**Data for the task:**
____

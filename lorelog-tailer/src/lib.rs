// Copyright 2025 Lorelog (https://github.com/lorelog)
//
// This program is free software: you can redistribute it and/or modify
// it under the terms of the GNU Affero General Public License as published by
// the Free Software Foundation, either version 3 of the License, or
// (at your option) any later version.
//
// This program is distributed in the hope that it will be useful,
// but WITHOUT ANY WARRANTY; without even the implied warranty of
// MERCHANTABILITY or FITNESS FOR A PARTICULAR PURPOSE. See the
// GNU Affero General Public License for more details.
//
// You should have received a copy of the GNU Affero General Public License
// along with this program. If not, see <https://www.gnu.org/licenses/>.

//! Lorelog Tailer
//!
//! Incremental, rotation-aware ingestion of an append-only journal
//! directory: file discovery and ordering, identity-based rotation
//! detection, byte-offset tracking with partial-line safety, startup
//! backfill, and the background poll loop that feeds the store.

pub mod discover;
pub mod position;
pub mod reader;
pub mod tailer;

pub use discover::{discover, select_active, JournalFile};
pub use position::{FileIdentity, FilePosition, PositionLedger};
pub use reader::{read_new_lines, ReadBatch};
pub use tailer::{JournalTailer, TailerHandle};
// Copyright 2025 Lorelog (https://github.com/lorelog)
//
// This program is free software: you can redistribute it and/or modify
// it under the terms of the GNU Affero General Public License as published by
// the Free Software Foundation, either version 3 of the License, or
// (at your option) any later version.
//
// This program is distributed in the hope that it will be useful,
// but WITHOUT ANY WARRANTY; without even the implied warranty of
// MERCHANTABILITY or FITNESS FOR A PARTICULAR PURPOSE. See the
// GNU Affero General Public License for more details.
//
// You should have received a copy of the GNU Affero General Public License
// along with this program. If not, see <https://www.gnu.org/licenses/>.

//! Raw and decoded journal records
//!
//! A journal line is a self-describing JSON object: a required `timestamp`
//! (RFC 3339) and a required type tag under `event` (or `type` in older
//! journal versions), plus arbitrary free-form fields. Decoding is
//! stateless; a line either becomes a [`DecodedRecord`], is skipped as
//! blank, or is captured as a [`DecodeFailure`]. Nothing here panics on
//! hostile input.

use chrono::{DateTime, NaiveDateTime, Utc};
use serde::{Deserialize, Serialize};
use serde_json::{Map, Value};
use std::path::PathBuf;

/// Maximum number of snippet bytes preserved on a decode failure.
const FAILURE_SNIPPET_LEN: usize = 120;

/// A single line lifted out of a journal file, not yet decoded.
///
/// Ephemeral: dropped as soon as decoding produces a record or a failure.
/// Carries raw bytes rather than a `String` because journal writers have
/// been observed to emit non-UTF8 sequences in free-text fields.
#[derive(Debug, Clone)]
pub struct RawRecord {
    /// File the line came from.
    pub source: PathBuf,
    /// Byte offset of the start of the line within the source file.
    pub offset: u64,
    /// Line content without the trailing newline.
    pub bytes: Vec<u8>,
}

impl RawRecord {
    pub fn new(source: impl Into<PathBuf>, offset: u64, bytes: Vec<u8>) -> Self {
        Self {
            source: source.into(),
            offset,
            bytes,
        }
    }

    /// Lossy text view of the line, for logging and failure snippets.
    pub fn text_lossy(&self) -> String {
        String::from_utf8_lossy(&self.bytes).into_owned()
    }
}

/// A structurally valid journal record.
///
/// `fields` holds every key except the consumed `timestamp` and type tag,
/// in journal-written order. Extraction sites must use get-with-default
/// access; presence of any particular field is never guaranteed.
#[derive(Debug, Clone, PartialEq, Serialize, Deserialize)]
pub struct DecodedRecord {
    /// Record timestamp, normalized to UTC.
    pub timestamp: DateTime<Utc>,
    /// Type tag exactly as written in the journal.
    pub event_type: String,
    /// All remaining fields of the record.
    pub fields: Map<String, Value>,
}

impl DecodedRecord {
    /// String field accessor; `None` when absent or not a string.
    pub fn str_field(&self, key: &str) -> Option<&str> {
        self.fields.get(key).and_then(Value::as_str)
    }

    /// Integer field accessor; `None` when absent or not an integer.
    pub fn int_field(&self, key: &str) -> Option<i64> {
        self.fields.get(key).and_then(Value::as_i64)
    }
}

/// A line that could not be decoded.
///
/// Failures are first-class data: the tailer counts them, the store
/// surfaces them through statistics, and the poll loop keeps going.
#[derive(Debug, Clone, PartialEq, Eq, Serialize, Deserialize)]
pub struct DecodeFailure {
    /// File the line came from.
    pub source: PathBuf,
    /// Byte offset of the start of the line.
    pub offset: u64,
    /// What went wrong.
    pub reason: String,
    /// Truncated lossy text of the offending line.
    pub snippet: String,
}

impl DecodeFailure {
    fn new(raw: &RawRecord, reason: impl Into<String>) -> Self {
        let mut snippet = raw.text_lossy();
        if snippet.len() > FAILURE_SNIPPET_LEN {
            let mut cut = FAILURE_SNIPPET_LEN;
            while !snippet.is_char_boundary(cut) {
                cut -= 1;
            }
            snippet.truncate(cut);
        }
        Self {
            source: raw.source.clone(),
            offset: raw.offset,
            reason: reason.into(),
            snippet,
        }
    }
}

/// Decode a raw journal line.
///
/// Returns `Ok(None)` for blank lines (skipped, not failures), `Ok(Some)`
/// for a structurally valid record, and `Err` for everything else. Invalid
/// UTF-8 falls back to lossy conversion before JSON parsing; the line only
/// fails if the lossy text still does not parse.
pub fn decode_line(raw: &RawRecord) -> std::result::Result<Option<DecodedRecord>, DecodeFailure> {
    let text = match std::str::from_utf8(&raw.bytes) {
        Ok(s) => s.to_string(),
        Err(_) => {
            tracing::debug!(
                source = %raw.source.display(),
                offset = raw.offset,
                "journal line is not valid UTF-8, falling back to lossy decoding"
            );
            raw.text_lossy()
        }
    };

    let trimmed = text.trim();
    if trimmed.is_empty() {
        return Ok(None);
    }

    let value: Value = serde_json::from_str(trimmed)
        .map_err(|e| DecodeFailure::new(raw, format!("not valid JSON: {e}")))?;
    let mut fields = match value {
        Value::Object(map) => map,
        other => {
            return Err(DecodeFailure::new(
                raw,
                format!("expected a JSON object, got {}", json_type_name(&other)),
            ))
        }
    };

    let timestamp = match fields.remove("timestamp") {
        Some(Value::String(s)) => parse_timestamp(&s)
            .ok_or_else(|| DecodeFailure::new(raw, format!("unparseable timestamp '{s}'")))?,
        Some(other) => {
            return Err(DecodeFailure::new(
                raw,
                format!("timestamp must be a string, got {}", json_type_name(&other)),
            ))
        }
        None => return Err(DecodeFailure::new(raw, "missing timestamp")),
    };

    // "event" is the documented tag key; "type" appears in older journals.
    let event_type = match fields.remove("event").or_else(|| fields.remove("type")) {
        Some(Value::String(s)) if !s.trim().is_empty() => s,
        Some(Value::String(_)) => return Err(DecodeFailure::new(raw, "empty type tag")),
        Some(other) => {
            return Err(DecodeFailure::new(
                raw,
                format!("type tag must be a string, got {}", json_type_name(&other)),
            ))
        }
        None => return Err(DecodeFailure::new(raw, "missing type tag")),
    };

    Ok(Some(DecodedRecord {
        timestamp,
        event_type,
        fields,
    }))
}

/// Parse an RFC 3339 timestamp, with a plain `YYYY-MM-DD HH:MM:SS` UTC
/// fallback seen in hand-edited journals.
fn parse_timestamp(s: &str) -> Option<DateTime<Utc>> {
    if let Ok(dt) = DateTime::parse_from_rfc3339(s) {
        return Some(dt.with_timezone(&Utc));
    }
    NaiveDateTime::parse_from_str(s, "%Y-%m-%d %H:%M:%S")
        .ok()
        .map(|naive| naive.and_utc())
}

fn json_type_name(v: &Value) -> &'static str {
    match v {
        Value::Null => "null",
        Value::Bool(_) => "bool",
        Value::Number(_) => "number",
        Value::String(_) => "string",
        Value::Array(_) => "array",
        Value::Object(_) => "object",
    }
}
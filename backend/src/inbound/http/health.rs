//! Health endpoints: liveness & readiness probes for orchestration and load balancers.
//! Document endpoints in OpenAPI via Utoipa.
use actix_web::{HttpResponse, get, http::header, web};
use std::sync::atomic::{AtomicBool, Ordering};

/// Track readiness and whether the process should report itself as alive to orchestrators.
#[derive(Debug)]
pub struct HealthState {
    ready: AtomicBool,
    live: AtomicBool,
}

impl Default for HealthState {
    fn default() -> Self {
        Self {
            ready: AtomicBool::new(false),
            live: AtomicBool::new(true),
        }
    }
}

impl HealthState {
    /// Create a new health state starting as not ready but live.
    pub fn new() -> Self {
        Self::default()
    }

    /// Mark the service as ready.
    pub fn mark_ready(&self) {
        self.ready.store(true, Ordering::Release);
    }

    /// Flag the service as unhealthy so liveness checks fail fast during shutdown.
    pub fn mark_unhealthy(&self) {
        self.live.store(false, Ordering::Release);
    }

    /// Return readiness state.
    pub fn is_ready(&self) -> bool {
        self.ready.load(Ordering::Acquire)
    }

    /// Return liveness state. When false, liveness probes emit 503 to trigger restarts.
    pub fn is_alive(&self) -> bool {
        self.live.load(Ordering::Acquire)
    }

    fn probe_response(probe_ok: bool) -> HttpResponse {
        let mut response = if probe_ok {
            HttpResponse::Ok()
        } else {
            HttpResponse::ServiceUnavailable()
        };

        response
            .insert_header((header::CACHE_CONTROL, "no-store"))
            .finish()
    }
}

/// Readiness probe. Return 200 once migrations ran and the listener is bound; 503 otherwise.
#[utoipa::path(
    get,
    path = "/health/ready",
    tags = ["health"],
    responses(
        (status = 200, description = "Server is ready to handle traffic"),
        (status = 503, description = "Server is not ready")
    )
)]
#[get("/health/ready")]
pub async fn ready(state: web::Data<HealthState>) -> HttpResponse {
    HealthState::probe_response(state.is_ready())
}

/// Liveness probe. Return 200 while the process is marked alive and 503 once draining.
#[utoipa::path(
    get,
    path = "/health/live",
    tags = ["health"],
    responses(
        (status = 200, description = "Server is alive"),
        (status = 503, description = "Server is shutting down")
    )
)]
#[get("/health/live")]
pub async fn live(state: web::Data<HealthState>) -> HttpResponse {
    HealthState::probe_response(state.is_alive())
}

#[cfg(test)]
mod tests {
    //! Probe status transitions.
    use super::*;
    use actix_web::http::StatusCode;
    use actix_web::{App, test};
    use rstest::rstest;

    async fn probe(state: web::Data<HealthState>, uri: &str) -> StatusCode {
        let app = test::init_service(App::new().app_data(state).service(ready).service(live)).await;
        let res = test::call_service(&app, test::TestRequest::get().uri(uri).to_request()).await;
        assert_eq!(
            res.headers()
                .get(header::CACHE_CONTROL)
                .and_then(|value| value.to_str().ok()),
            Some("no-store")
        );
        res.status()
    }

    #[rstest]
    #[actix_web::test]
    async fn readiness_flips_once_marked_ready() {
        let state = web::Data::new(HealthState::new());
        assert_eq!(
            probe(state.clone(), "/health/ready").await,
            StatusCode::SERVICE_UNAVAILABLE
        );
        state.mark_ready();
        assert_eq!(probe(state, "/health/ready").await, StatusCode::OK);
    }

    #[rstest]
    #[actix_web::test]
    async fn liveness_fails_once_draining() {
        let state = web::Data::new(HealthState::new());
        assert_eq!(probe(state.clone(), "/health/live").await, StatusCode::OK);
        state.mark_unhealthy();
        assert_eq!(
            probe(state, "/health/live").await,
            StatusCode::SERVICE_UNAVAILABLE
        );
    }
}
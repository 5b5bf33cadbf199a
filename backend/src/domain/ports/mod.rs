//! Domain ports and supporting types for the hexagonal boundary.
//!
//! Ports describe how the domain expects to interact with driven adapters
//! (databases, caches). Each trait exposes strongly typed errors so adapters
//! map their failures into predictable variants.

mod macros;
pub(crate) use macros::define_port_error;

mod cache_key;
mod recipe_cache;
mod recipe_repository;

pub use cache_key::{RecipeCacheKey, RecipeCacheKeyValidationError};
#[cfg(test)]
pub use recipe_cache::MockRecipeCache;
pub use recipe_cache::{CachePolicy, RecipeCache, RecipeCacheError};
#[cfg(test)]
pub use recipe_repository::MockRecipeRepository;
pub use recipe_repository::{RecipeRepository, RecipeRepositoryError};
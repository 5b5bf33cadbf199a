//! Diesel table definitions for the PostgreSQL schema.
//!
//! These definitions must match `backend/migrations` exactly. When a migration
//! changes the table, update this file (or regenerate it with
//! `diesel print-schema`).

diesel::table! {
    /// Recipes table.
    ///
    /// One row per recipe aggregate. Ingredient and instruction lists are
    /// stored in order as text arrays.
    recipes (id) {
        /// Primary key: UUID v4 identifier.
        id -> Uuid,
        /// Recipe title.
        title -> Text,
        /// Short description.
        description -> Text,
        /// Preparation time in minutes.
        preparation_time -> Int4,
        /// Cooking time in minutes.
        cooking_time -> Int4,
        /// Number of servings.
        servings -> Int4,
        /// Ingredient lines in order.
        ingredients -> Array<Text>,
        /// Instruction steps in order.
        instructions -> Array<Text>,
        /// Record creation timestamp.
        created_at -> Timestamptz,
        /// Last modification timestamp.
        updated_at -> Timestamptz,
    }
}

____

**The problem:** Could you tally the lines of the listing above that contain the word "them"? Give the number by itself.

**The answer:** 2